◆ Exercise directions ◆
Please write out, exactly as given, every line of the entries below up to and including the line with "(Some(scheme), Some(token), None)".

◆ Listed entries ◆
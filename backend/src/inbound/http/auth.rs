//! Bearer-token extraction for HTTP handlers.
//!
//! Handlers receive an [`AuthedUser`] argument; extraction fails the request
//! with 401 before the handler body runs. Role and subject checks stay
//! explicit in each handler, where the route semantics are visible.

use std::future::{ready, Ready};

use actix_web::http::header;
use actix_web::{dev::Payload, web, FromRequest, HttpRequest};
use uuid::Uuid;

use crate::domain::auth::Claims;
use crate::domain::{Error, Role};

use super::state::HttpState;

/// Claims of a validated access token.
#[derive(Debug, Clone)]
pub struct AuthedUser {
    claims: Claims,
}

impl AuthedUser {
    pub fn claims(&self) -> &Claims {
        &self.claims
    }

    /// The authenticated user id.
    pub fn user_id(&self) -> Result<Uuid, Error> {
        self.claims.user_id()
    }

    /// 401 unless the token carries the given role.
    pub fn require_role(&self, role: Role) -> Result<(), Error> {
        if self.claims.parsed_role()? == role {
            Ok(())
        } else {
            Err(Error::unauthorized(format!(
                "endpoint requires role {role}"
            )))
        }
    }

    /// 403 unless the token subject matches the path identifier.
    pub fn require_subject(&self, id: Uuid) -> Result<(), Error> {
        if self.user_id()? == id {
            Ok(())
        } else {
            Err(Error::forbidden("token subject does not match path id"))
        }
    }
}

fn extract(req: &HttpRequest) -> Result<AuthedUser, Error> {
    let state = req
        .app_data::<web::Data<HttpState>>()
        .ok_or_else(|| Error::internal("authentication state is not configured"))?;

    let header_value = req
        .headers()
        .get(header::AUTHORIZATION)
        .ok_or_else(|| Error::unauthorized("missing Authorization header"))?
        .to_str()
        .map_err(|_| Error::unauthorized("invalid Authorization header"))?;

    let mut parts = header_value.split_whitespace();
    let token = match (parts.next(), parts.next(), parts.next()) {
        (Some(scheme), Some(token), None) if scheme.eq_ignore_ascii_case("bearer") => token,
        _ => return Err(Error::unauthorized("invalid Authorization header format")),
    };

    let claims = state.jwt.validate(token)?;
    if !claims.is_access() {
        return Err(Error::unauthorized("token is not an access token"));
    }

    Ok(AuthedUser { claims })
}

impl FromRequest for AuthedUser {
    type Error = Error;
    type Future = Ready<Result<Self, Self::Error>>;

    fn from_request(req: &HttpRequest, _payload: &mut Payload) -> Self::Future {
        ready(extract(req))
    }
}

#[cfg(test)]
mod tests {
    use super::*;
    use rstest::rstest;

    fn claims(role: &str, sub: &str) -> AuthedUser {
        AuthedUser {
            claims: Claims {
                sub: sub.to_string(),
                role: role.to_string(),
                token_type: "access".to_string(),
                iat: 0,
                exp: i64::MAX,
            },
        }
    }

    #[rstest]
    fn role_check_accepts_matching_roles() {
        let user = claims("DRIVER", &Uuid::new_v4().to_string());
        assert!(user.require_role(Role::Driver).is_ok());
        assert!(user.require_role(Role::Passenger).is_err());
    }

    #[rstest]
    fn subject_check_rejects_other_ids() {
        let id = Uuid::new_v4();
        let user = claims("DRIVER", &id.to_string());
        assert!(user.require_subject(id).is_ok());

        let err = user.require_subject(Uuid::new_v4()).expect_err("must fail");
        assert_eq!(err.code(), crate::domain::ErrorCode::Forbidden);
    }
}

◆ Answer space ◆
filename backend/src/inbound/http/auth.rs
//! Bearer-token extraction for HTTP handlers.
//!
//! Handlers receive an [`AuthedUser`] argument; extraction fails the request
//! with 401 before the handler body runs. Role and subject checks stay
//! explicit in each handler, where the route semantics are visible.

use std::future::{ready, Ready};

use actix_web::http::header;
use actix_web::{dev::Payload, web, FromRequest, HttpRequest};
use uuid::Uuid;

use crate::domain::auth::Claims;
use crate::domain::{Error, Role};

use super::state::HttpState;

/// Claims of a validated access token.
#[derive(Debug, Clone)]
pub struct AuthedUser {
    claims: Claims,
}

impl AuthedUser {
    pub fn claims(&self) -> &Claims {
        &self.claims
    }

    /// The authenticated user id.
    pub fn user_id(&self) -> Result<Uuid, Error> {
        self.claims.user_id()
    }

    /// 401 unless the token carries the given role.
    pub fn require_role(&self, role: Role) -> Result<(), Error> {
        if self.claims.parsed_role()? == role {
            Ok(())
        } else {
            Err(Error::unauthorized(format!(
                "endpoint requires role {role}"
            )))
        }
    }

    /// 403 unless the token subject matches the path identifier.
    pub fn require_subject(&self, id: Uuid) -> Result<(), Error> {
        if self.user_id()? == id {
            Ok(())
        } else {
            Err(Error::forbidden("token subject does not match path id"))
        }
    }
}

fn extract(req: &HttpRequest) -> Result<AuthedUser, Error> {
    let state = req
        .app_data::<web::Data<HttpState>>()
        .ok_or_else(|| Error::internal("authentication state is not configured"))?;

    let header_value = req
        .headers()
        .get(header::AUTHORIZATION)
        .ok_or_else(|| Error::unauthorized("missing Authorization header"))?
        .to_str()
        .map_err(|_| Error::unauthorized("invalid Authorization header"))?;

    let mut parts = header_value.split_whitespace();
    let token = match (parts.next(), parts.next(), parts.next()) {
        (Some(scheme), Some(token), None) if scheme.eq_ignore_ascii_case("bearer") => token,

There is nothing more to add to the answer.